30代の約8割の人が歯周病と言われています
歯周病って聞いたことありますか?聞いたことはあるけれどどんな病気かは知らないという方が大半だと思います。実は30代の約8割の人が歯周病と言われており、歯を失う原因の半分が歯周病なのです。ところが、重症化する歯周病(侵襲性歯周病)の発生率は0.05~0.1%と本来は稀な病気だと言われています。
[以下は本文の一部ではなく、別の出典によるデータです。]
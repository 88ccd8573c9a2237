use std::time::Duration;

use adforge_core::job::{DEFAULT_TRIGGER_BATCH, MAX_TRIGGER_BATCH};
use adforge_pipeline::runner::worker_identity;

/// Polling worker configuration loaded from environment variables.
#[derive(Debug, Clone)]
pub struct WorkerConfig {
    /// Pause between cycles when the queue is not saturated.
    pub poll_interval: Duration,
    /// Jobs claimed per cycle, within `1..=10`.
    pub batch_size: i64,
    /// Lease owner recorded in `jobs.locked_by`.
    pub worker_id: String,
}

impl WorkerConfig {
    /// Load configuration from environment variables with defaults.
    ///
    /// | Env Var              | Default                  |
    /// |----------------------|--------------------------|
    /// | `POLL_INTERVAL_SECS` | `5`                      |
    /// | `WORKER_BATCH_SIZE`  | `5`                      |
    /// | `WORKER_ID`          | `worker-<uuid v7>`       |
    pub fn from_env() -> Self {
        let poll_interval_secs: u64 = std::env::var("POLL_INTERVAL_SECS")
            .unwrap_or_else(|_| "5".into())
            .parse()
            .expect("POLL_INTERVAL_SECS must be a valid u64");
        assert!(poll_interval_secs > 0, "POLL_INTERVAL_SECS must be positive");

        let batch_size: i64 = std::env::var("WORKER_BATCH_SIZE")
            .unwrap_or_else(|_| DEFAULT_TRIGGER_BATCH.to_string())
            .parse()
            .expect("WORKER_BATCH_SIZE must be a valid i64");

        let worker_id = std::env::var("WORKER_ID")
            .ok()
            .map(|v| v.trim().to_string())
            .filter(|v| !v.is_empty())
            .unwrap_or_else(|| worker_identity("worker"));

        Self {
            poll_interval: Duration::from_secs(poll_interval_secs),
            batch_size: batch_size.clamp(1, MAX_TRIGGER_BATCH),
            worker_id,
        }
    }
}
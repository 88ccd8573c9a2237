//! Job queue rows.

use adforge_core::job::JobType;
use adforge_core::types::{DbId, Timestamp};
use serde::{Deserialize, Serialize};
use sqlx::FromRow;

use super::status::{serialize_job_status, JobStatus, StatusId};

/// A row from the `jobs` table.
#[derive(Debug, Clone, FromRow, Serialize)]
#[serde(rename_all = "camelCase")]
pub struct Job {
    pub id: DbId,
    #[serde(rename = "type")]
    pub job_type: String,
    pub payload: serde_json::Value,
    #[serde(rename = "status", serialize_with = "serialize_job_status")]
    pub status_id: StatusId,
    pub attempts: i32,
    pub max_attempts: i32,
    pub available_at: Timestamp,
    pub locked_at: Option<Timestamp>,
    pub locked_by: Option<String>,
    pub last_error: Option<String>,
    pub created_at: Timestamp,
    pub updated_at: Timestamp,
}

impl Job {
    pub fn status(&self) -> Option<JobStatus> {
        JobStatus::from_id(self.status_id)
    }

    /// Parsed `job_type`. The column CHECK keeps this in the known set.
    pub fn kind(&self) -> Result<JobType, adforge_core::error::CoreError> {
        self.job_type.parse()
    }
}

/// Outcome of one recovery sweep.
#[derive(Debug, Clone, Copy, Default, PartialEq, Eq, Serialize)]
pub struct SweepReport {
    /// Stale leases moved to `FAILED` because attempts were exhausted.
    pub failed: u64,
    /// Stale leases returned to `QUEUED`.
    pub requeued: u64,
}

impl SweepReport {
    pub fn is_empty(&self) -> bool {
        self.failed == 0 && self.requeued == 0
    }
}

/// Point-in-time queue counts for health reporting.
#[derive(Debug, Clone, Copy, Default, PartialEq, FromRow, Serialize)]
pub struct QueueSnapshot {
    /// All `QUEUED` rows, including those waiting out a backoff.
    pub queued: i64,
    /// `QUEUED` rows a claim would pick up right now.
    pub ready: i64,
    pub running: i64,
    /// Age of the oldest `RUNNING` lease, if any.
    pub oldest_lease_secs: Option<f64>,
}

impl QueueSnapshot {
    /// Whether some lease has outlived `lease_timeout` (nothing has swept it).
    pub fn has_stale_lease(&self, lease_timeout: std::time::Duration) -> bool {
        self.oldest_lease_secs
            .is_some_and(|age| age > lease_timeout.as_secs_f64())
    }
}

/// Query parameters for listing jobs.
#[derive(Debug, Default, Deserialize)]
pub struct JobListQuery {
    pub status_id: Option<StatusId>,
    /// Defaults to 50, capped at 100.
    pub limit: Option<i64>,
    pub offset: Option<i64>,
}
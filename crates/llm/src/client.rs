//! OpenAI-compatible REST client.
//!
//! Uses `/chat/completions` with `response_format: json_object` for text and
//! `/images/generations` for images.

use std::time::Duration;

use async_trait::async_trait;
use serde::Deserialize;

use crate::backend::{GeneratedImage, ImageRequest, JsonCompletion, JsonRequest, ModelBackend};
use crate::config::LlmConfig;
use crate::error::LlmError;

/// HTTP client for an OpenAI-compatible API.
#[derive(Clone)]
pub struct OpenAiClient {
    client: reqwest::Client,
    config: LlmConfig,
}

#[derive(Debug, Deserialize)]
struct ChatResponse {
    #[serde(default)]
    choices: Vec<ChatChoice>,
    #[serde(default)]
    usage: Option<serde_json::Value>,
    #[serde(default)]
    model: Option<String>,
}

#[derive(Debug, Deserialize)]
struct ChatChoice {
    message: ChatMessage,
}

#[derive(Debug, Deserialize)]
struct ChatMessage {
    #[serde(default)]
    content: Option<String>,
}

#[derive(Debug, Deserialize)]
struct ImagesResponse {
    #[serde(default)]
    data: Vec<ImageData>,
}

#[derive(Debug, Deserialize)]
struct ImageData {
    #[serde(default)]
    url: Option<String>,
    #[serde(default)]
    b64_json: Option<String>,
}

impl ImageData {
    /// Prefer the hosted URL; fall back to an inline PNG data URL.
    fn result_url(self) -> Option<String> {
        self.url
            .or_else(|| self.b64_json.map(|b64| format!("data:image/png;base64,{b64}")))
    }
}

impl OpenAiClient {
    /// Create a client with its own connection pool.
    pub fn new(config: LlmConfig) -> Result<Self, LlmError> {
        let client = reqwest::Client::builder()
            .timeout(Duration::from_secs(config.request_timeout_secs))
            .build()?;
        Self::with_client(client, config)
    }

    /// Create a client reusing an existing [`reqwest::Client`].
    pub fn with_client(client: reqwest::Client, config: LlmConfig) -> Result<Self, LlmError> {
        if config.api_key.trim().is_empty() {
            return Err(LlmError::Config("OPENAI_API_KEY is not set".into()));
        }
        Ok(Self { client, config })
    }

    pub fn config(&self) -> &LlmConfig {
        &self.config
    }

    // ---- private helpers ----

    async fn post_json<T: serde::de::DeserializeOwned>(
        &self,
        path: &str,
        body: &serde_json::Value,
    ) -> Result<T, LlmError> {
        let response = self
            .client
            .post(format!("{}{path}", self.config.base_url))
            .bearer_auth(&self.config.api_key)
            .json(body)
            .send()
            .await?;
        let response = Self::ensure_success(response).await?;
        Ok(response.json::<T>().await?)
    }

    /// Returns the response unchanged on success, or an [`LlmError::Api`]
    /// with the status and body text on failure.
    async fn ensure_success(response: reqwest::Response) -> Result<reqwest::Response, LlmError> {
        let status = response.status();
        if !status.is_success() {
            let body = response
                .text()
                .await
                .unwrap_or_else(|_| "<unreadable body>".to_string());
            return Err(LlmError::Api {
                status: status.as_u16(),
                body,
            });
        }
        Ok(response)
    }
}

#[async_trait]
impl ModelBackend for OpenAiClient {
    async fn complete_json(&self, request: &JsonRequest) -> Result<JsonCompletion, LlmError> {
        let body = serde_json::json!({
            "model": self.config.text_model,
            "temperature": request.temperature,
            "response_format": {"type": "json_object"},
            "messages": [
                {"role": "system", "content": request.system},
                {"role": "user", "content": request.user},
            ],
        });

        let response: ChatResponse = self.post_json("/chat/completions", &body).await?;
        tracing::debug!(model = %self.config.text_model, usage = ?response.usage, "Chat completion");

        let content = response
            .choices
            .into_iter()
            .next()
            .and_then(|c| c.message.content)
            .filter(|c| !c.trim().is_empty())
            .ok_or(LlmError::EmptyContent)?;

        Ok(JsonCompletion {
            content,
            model: response.model.unwrap_or_else(|| self.config.text_model.clone()),
            usage: response.usage,
        })
    }

    async fn generate_image(&self, request: &ImageRequest) -> Result<GeneratedImage, LlmError> {
        let body = serde_json::json!({
            "model": self.config.image_model,
            "prompt": request.prompt,
            "size": request.size,
        });

        let response: ImagesResponse = self.post_json("/images/generations", &body).await?;
        let result_url = response
            .data
            .into_iter()
            .next()
            .and_then(ImageData::result_url);

        Ok(GeneratedImage {
            model: self.config.image_model.clone(),
            result_url,
        })
    }
}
歯周病は「バイオフィルム」という細菌による感染症です。バイオフィルムとは、細菌が共同生活している集合体のようなもので、歯と歯茎に対して強固に張り付き歯茎に炎症を起こします。更にバイオフィルムは耐性も強いため、抗菌剤や抗生物質を通さず、免疫細胞である白血球も入り込むことができません。その結果、細菌が増殖し歯槽骨(歯を支えている骨)に細菌が侵入しようとするのを防ぐ自己防御反応として、歯を支えている骨の破壊を起こすのです。また、重度歯周病になってしまうと、歯周外科(歯茎の手術)や再生療法など、複雑かつ大変な治療が必要になり容易には治りません。しかし、初期の歯周病は比較的簡単に治る病気なのです。なぜなら、どんな重度歯周病であろうとも、最初は軽度の歯周病なので、個人の歯周病のかかりやすさ(リスク)を調べることによって、早い段階から歯周病の進行を止めることが可能なのです。できるだけ若いうちから適切な治療をし、定期的に管理しておけば、悪化を防ぐことができる病気であることが分かってきました。
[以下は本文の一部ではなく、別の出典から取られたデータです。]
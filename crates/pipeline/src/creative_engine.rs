//! Creative generation with strict acceptance and a single repair round.
//!
//! At most two model calls per run: the generation call and, if its output
//! is rejected, one repair call. A rejected repair fails the run.

use adforge_core::creative::{ensure_tag, validate, CreativeOutput, CreativeType, SchemaViolation};
use adforge_llm::{JsonRequest, ModelBackend};

use crate::error::PipelineError;
use crate::prompts::{
    creative_engine_user_prompt, repair_user_prompt, GenerationParameters, SYSTEM_CREATIVE_ENGINE,
    SYSTEM_REPAIR,
};

const GENERATION_TEMPERATURE: f32 = 0.8;
const REPAIR_TEMPERATURE: f32 = 0.2;

/// Accepted creative output plus model bookkeeping.
#[derive(Debug, Clone)]
pub struct CreativeResult {
    pub output: CreativeOutput,
    pub model: String,
    pub usage: Option<serde_json::Value>,
    /// Whether the repair round produced the accepted output.
    pub repaired: bool,
}

pub async fn generate_creatives(
    backend: &dyn ModelBackend,
    creative_type: CreativeType,
    brand_dna: &serde_json::Value,
    params: &GenerationParameters,
) -> Result<CreativeResult, PipelineError> {
    let request = JsonRequest {
        system: SYSTEM_CREATIVE_ENGINE.to_string(),
        user: creative_engine_user_prompt(creative_type, brand_dna, params),
        temperature: GENERATION_TEMPERATURE,
    };
    let first = backend.complete_json(&request).await?;

    let violation = match accept(&first.content, creative_type) {
        Ok(output) => {
            return Ok(CreativeResult {
                output,
                model: first.model,
                usage: first.usage,
                repaired: false,
            })
        }
        Err(violation) => violation,
    };

    tracing::warn!(
        creative_type = %creative_type,
        error = %violation,
        "Creative output rejected, requesting repair",
    );

    let repair = JsonRequest {
        system: SYSTEM_REPAIR.to_string(),
        user: repair_user_prompt(creative_type, &first.content, &violation),
        temperature: REPAIR_TEMPERATURE,
    };
    let second = backend.complete_json(&repair).await?;
    let output = accept(&second.content, creative_type)?;

    Ok(CreativeResult {
        output,
        model: second.model,
        usage: Some(serde_json::json!({
            "generation": first.usage,
            "repair": second.usage,
        })),
        repaired: true,
    })
}

/// Parse, force the tag, validate.
fn accept(content: &str, creative_type: CreativeType) -> Result<CreativeOutput, SchemaViolation> {
    let mut value: serde_json::Value =
        serde_json::from_str(content).map_err(|e| SchemaViolation {
            creative_type,
            violations: vec![format!("output is not valid JSON: {e}")],
        })?;
    if ensure_tag(&mut value, creative_type) {
        tracing::debug!(creative_type = %creative_type, "Injected creative type tag");
    }
    validate(&value, creative_type)
}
定期的な管理とは自身のリスク(かかりやすさ)を知った上で、セルフケアとプロフェッショナルケア(歯科医院で行うバイオフィルムの除去)を行うことです。日本人の多くの方は、健康な状態で歯科医院にメインテナンス目的で通う習慣があまりないため、悪くなってから歯科医院に通い既に手遅れな歯周病の患者さんが多いのです。そこで当院では、Roy C. Page(元ワシントン大学歯学部教授)をはじめとするアメリカの歯周病専門医グループと、PREVISER社が10年かけて開発した、歯周病のリスク評価を行なう「OHI‐S」というソフトウェアを使用し、蓄積され続ける膨大な疫学データをもとに構築した、世界基準のリスク評価を提供し、そのリスクに合わせたメインテナンス間隔を推奨しています。